Forest Haven was a state school for children and adults with intellectual disability (ID) located in Laurel, Maryland and operated by the District of Columbia. The site was opened in 1925 and closed on October 14, 1991, by order of a federal judge after years of alleged abuse, medical incompetence, and several deaths from aspiration pneumonia.

Overview
Forest Haven opened in 1925 as a farm-like institution geared towards educating its patients with useful life skills.  It encompassed nearly 300 acres and contained 22 separate buildings, and at its height housed well over one thousand patients.  Its decline began in the 1960s as funding was cut and the population grew to include persons with non-ID conditions such as epilepsy.  In 1974, Forest Haven received at least 20 individuals from a nearby orphanage "Junior Village" which had closed. A lawsuit filed by families of patients at Forest Haven in 1976 and joined by the Department of Justice in 1978 resulted in the relocation of many residents to group homes, but the facility continued to operate, even allowing a physician with a suspended medical license to continue practicing there.
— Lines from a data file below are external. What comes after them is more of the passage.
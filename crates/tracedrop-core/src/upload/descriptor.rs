//! Side-car descriptor for deferred uploads.
//!
//! Written as `<package>.cmd` next to the deferred package, owner-only since
//! the environment carries cloud credentials.

use super::UploadError;
use crate::command::CommandSpec;
use serde::{Deserialize, Serialize};
use std::collections::BTreeMap;
use std::fs;
use std::io::Write;
use std::path::{Path, PathBuf};

#[derive(Debug, Clone, PartialEq, Eq, Serialize, Deserialize)]
#[serde(rename_all = "camelCase")]
pub struct DeferredDescriptor {
    /// Absent for unsigned uploads, which skip the credential check.
    pub checker_cmd: Option<Vec<String>>,
    pub upload_cmd: Vec<String>,
    pub env: BTreeMap<String, String>,
}

impl DeferredDescriptor {
    pub fn new(checker: Option<&CommandSpec>, upload: &CommandSpec) -> Self {
        let mut env = upload.env.clone();
        if let Some(checker) = checker {
            env.extend(checker.env.clone());
        }
        Self {
            checker_cmd: checker.map(|c| c.argv.clone()),
            upload_cmd: upload.argv.clone(),
            env,
        }
    }

    /// The recorded commands with the upload body redirected to `body`,
    /// each carrying the recorded environment.
    pub fn commands_for(
        &self,
        body: &Path,
    ) -> Result<(Option<CommandSpec>, CommandSpec), UploadError> {
        let mut argv = self.upload_cmd.clone();
        let Some(body_arg) = argv.len().checked_sub(2).and_then(|i| argv.get_mut(i)) else {
            return Err(UploadError::MalformedDescriptor(
                "upload command has no body and destination".into(),
            ));
        };
        *body_arg = body.to_string_lossy().into_owned();

        let checker = self
            .checker_cmd
            .as_ref()
            .map(|argv| CommandSpec::new(argv.clone()).with_env(self.env.clone()));
        let upload = CommandSpec::new(argv).with_env(self.env.clone());
        Ok((checker, upload))
    }

    /// Destination of the recorded upload.
    pub fn address(&self) -> Result<&str, UploadError> {
        self.upload_cmd
            .last()
            .map(String::as_str)
            .ok_or_else(|| UploadError::MalformedDescriptor("empty upload command".into()))
    }

    /// Metadata header of the recorded upload: the value after the
    /// provider's `--*metadata` flag.
    pub fn header(&self) -> Result<&str, UploadError> {
        self.upload_cmd
            .iter()
            .position(|arg| arg.starts_with("--") && arg.ends_with("metadata"))
            .and_then(|i| self.upload_cmd.get(i + 1))
            .map(String::as_str)
            .ok_or_else(|| UploadError::MalformedDescriptor("upload command has no header".into()))
    }

    pub fn write(&self, path: &Path) -> Result<(), UploadError> {
        let io_err = |source| UploadError::Io {
            path: path.display().to_string(),
            source,
        };
        let json = serde_json::to_vec_pretty(self)?;

        let mut options = fs::OpenOptions::new();
        options.write(true).create(true).truncate(true);
        #[cfg(unix)]
        {
            use std::os::unix::fs::OpenOptionsExt;
            options.mode(0o600);
        }
        let mut file = options.open(path).map_err(io_err)?;
        file.write_all(&json).map_err(io_err)?;
        file.write_all(b"\n").map_err(io_err)?;
        Ok(())
    }

    pub fn read(path: &Path) -> Result<Self, UploadError> {
        let json = fs::read(path).map_err(|source| UploadError::Io {
            path: path.display().to_string(),
            source,
        })?;
        Ok(serde_json::from_slice(&json)?)
    }
}

/// `<package>.cmd`
pub fn sidecar_path(package: &Path) -> PathBuf {
    let mut name = package.as_os_str().to_owned();
    name.push(".cmd");
    PathBuf::from(name)
}

#[cfg(test)]
mod tests {
    use super::*;
    use tempfile::TempDir;

    #[test]
    fn test_sidecar_path_appends_suffix() {
        assert_eq!(
            sidecar_path(Path::new("/tmp/dry-run")),
            PathBuf::from("/tmp/dry-run.cmd")
        );
    }

    #[test]
    fn test_json_shape() {
        let mut env = BTreeMap::new();
        env.insert("AWS_DEFAULT_REGION".to_string(), "us-east-2".to_string());
        let upload = CommandSpec::new(["aws", "s3", "cp"]).with_env(env);
        let descriptor = DeferredDescriptor::new(None, &upload);

        let value = serde_json::to_value(&descriptor).unwrap();
        assert!(value["checkerCmd"].is_null());
        assert_eq!(value["uploadCmd"][2], "cp");
        assert_eq!(value["env"]["AWS_DEFAULT_REGION"], "us-east-2");
    }

    #[cfg(unix)]
    #[test]
    fn test_written_owner_only_and_reads_back() {
        use std::os::unix::fs::PermissionsExt;

        let tmp = TempDir::new().unwrap();
        let path = tmp.path().join("pkg.cmd");
        let descriptor = DeferredDescriptor::new(
            Some(&CommandSpec::new(["aws", "lambda", "invoke"])),
            &CommandSpec::new(["aws", "s3", "cp"]),
        );
        descriptor.write(&path).unwrap();

        let mode = fs::metadata(&path).unwrap().permissions().mode();
        assert_eq!(mode & 0o777, 0o600);
        assert_eq!(DeferredDescriptor::read(&path).unwrap(), descriptor);
    }

    #[test]
    fn test_commands_redirect_body_and_keep_env() {
        let mut env = BTreeMap::new();
        env.insert("AWS_ACCESS_KEY_ID".to_string(), "FAKE_KEY_ID".to_string());
        let descriptor = DeferredDescriptor::new(
            Some(&CommandSpec::new(["aws", "lambda", "invoke"]).with_env(env.clone())),
            &CommandSpec::new([
                "aws",
                "s3",
                "cp",
                "--metadata",
                "user=u,group=g",
                "/old/dry-run",
                "s3://bucket/abc.tar.zst",
            ])
            .with_env(env),
        );

        let (checker, upload) = descriptor.commands_for(Path::new("/new/pkg")).unwrap();
        assert_eq!(checker.unwrap().env["AWS_ACCESS_KEY_ID"], "FAKE_KEY_ID");
        assert_eq!(upload.argv[5], "/new/pkg");
        assert_eq!(upload.argv[6], "s3://bucket/abc.tar.zst");
        assert_eq!(upload.env["AWS_ACCESS_KEY_ID"], "FAKE_KEY_ID");
        assert_eq!(descriptor.header().unwrap(), "user=u,group=g");
        assert_eq!(descriptor.address().unwrap(), "s3://bucket/abc.tar.zst");
    }

    #[test]
    fn test_gcloud_header_flag_is_found() {
        let descriptor = DeferredDescriptor::new(
            None,
            &CommandSpec::new(["gcloud", "storage", "cp", "--custom-metadata", "h", "b", "a"]),
        );
        assert_eq!(descriptor.header().unwrap(), "h");
    }

    #[test]
    fn test_truncated_upload_command_is_malformed() {
        let descriptor = DeferredDescriptor::new(None, &CommandSpec::new(["aws"]));
        assert!(matches!(
            descriptor.commands_for(Path::new("/pkg")),
            Err(UploadError::MalformedDescriptor(_))
        ));
        assert!(matches!(descriptor.header(), Err(UploadError::MalformedDescriptor(_))));
    }
}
Between 1989 and 1991, prior to the facility's closure, the Justice Department began to monitor deaths from aspiration pneumonia, a condition that can be caused by improper feeding procedures (e.g. feeding a patient who is lying down).  There are also accounts of rampant physical, mental, and sexual abuse at the facility.  Prior residents have reported being hit with "belts, switches, and baseball bats." Missing teeth and other dental problems are commonly reported. Many of the residents who died were buried in a mass grave, unmarked until a headstone – noting 389 individuals – was erected by some of the patients' families in 1987.  Some of the graves have been uncovered by erosion.
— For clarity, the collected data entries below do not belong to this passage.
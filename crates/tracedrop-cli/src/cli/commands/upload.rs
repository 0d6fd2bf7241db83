//! `tracedrop upload` - Validate, package, sign and submit a trace.

use super::super::args::{Provider, UploadArgs};
use super::super::prompt::TerminalPrompt;
use super::{build_transport, config_store, load_operator, metadata_fields, report};
use crate::exit_codes::SUCCESS;
use anyhow::{bail, Context, Result};
use std::path::Path;
use tracedrop_core::packaging::{PrepareOptions, ProducerMetadata, TracePreparer};
use tracedrop_core::validate::ProcCpuinfo;
use tracedrop_core::{
    ensure_consent, CommandRunner, OperatorKey, Signer, TraceMetadata, UploadMode, UploadRequest,
    Uploader, Validator, WarningBudget,
};

pub async fn run(args: UploadArgs, runner: &dyn CommandRunner) -> Result<i32> {
    if !args.trace_dir.is_dir() {
        bail!("trace directory not found: {}", args.trace_dir.display());
    }

    let store = config_store()?;
    ensure_consent(
        &store,
        args.consent_to_current_privacy_policy,
        &TerminalPrompt,
    )?;

    let key_from_config =
        !args.unsigned && args.key_file.is_none() && args.transport.provider == Provider::Aws;
    let mut config =
        load_operator(args.transport.provider, &store, runner, key_from_config).await?;

    // The signer consumes the key; no copy stays behind in `config`.
    let key = {
        let configured = config.take_signing_key();
        match &args.key_file {
            _ if args.unsigned => None,
            Some(path) => Some(read_key_file(path)?),
            None => configured,
        }
    };

    let meta = match &args.trace_info {
        Some(path) => TraceMetadata::from_file(path),
        None => TraceMetadata::from_rr(runner, &args.trace_dir).await,
    }
    .context("failed to read trace metadata")?;

    let mut budget = WarningBudget::new(args.allow_warnings);
    let warnings = Validator::new(&ProcCpuinfo).validate(&meta, &mut budget)?;
    if !warnings.is_empty() {
        tracing::info!(
            accepted = warnings.len(),
            remaining = budget.remaining(),
            "continuing with validation warnings"
        );
    }

    let prepare = PrepareOptions {
        skip_pack: args.no_pack,
        producer: ProducerMetadata {
            title: args.transport.title.clone(),
            url: args.transport.url.clone(),
        },
        user: config.user.clone(),
        group: config.group.clone(),
    };
    TracePreparer::new(runner)
        .prepare(&args.trace_dir, &prepare)
        .await
        .context("failed to prepare trace")?;

    let workdir = tempfile::Builder::new()
        .prefix("tracedrop-")
        .tempdir()
        .context("failed to create working directory")?;
    let payload = workdir.path().join("payload.tar.zst");

    let signed = {
        let source = args.trace_dir.clone();
        let payload = payload.clone();
        tokio::task::spawn_blocking(move || {
            let signer = Signer::default();
            match key {
                Some(key) => signer.sign(&source, &payload, key),
                None => signer.archive_unsigned(&source, &payload),
            }
        })
        .await
        .context("signing task did not complete")??
    };

    let transport = build_transport(&args.transport, &config, runner).await?;
    let mut uploader = Uploader::new(runner, transport.as_ref());
    if let Some(base) = &config.upload_base {
        uploader = uploader.with_base(base.clone());
    }

    let fields = metadata_fields(&args.transport, &config);
    let mode = match args.defer {
        Some(path) => UploadMode::Deferred { path },
        None => UploadMode::Immediate,
    };
    let outcome = uploader
        .upload(UploadRequest {
            package: &signed.payload,
            crypto: signed.crypto.as_ref(),
            fields: &fields,
            mode,
        })
        .await?;

    report(&outcome);
    Ok(SUCCESS)
}

fn read_key_file(path: &Path) -> Result<OperatorKey> {
    let pem = std::fs::read_to_string(path)
        .with_context(|| format!("failed to read key file: {}", path.display()))?;
    OperatorKey::from_pem(&pem).with_context(|| format!("invalid key file: {}", path.display()))
}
Today, the site is abandoned and is cared for by United States Park Police, but remains a popular attraction for urban explorers. Many hazardous items such as asbestos have been removed, but much of the equipment, including desks, beds, toys, and medical records remain.

Timeline and history

References

External links
 "Abandoned Home for the Abandoned: Forest Haven Asylum." Sometimes Interesting. 12 Apr 2014
How We Made the #TheForestHavenStory Happen. Huffington Post. 08 Dec 2015.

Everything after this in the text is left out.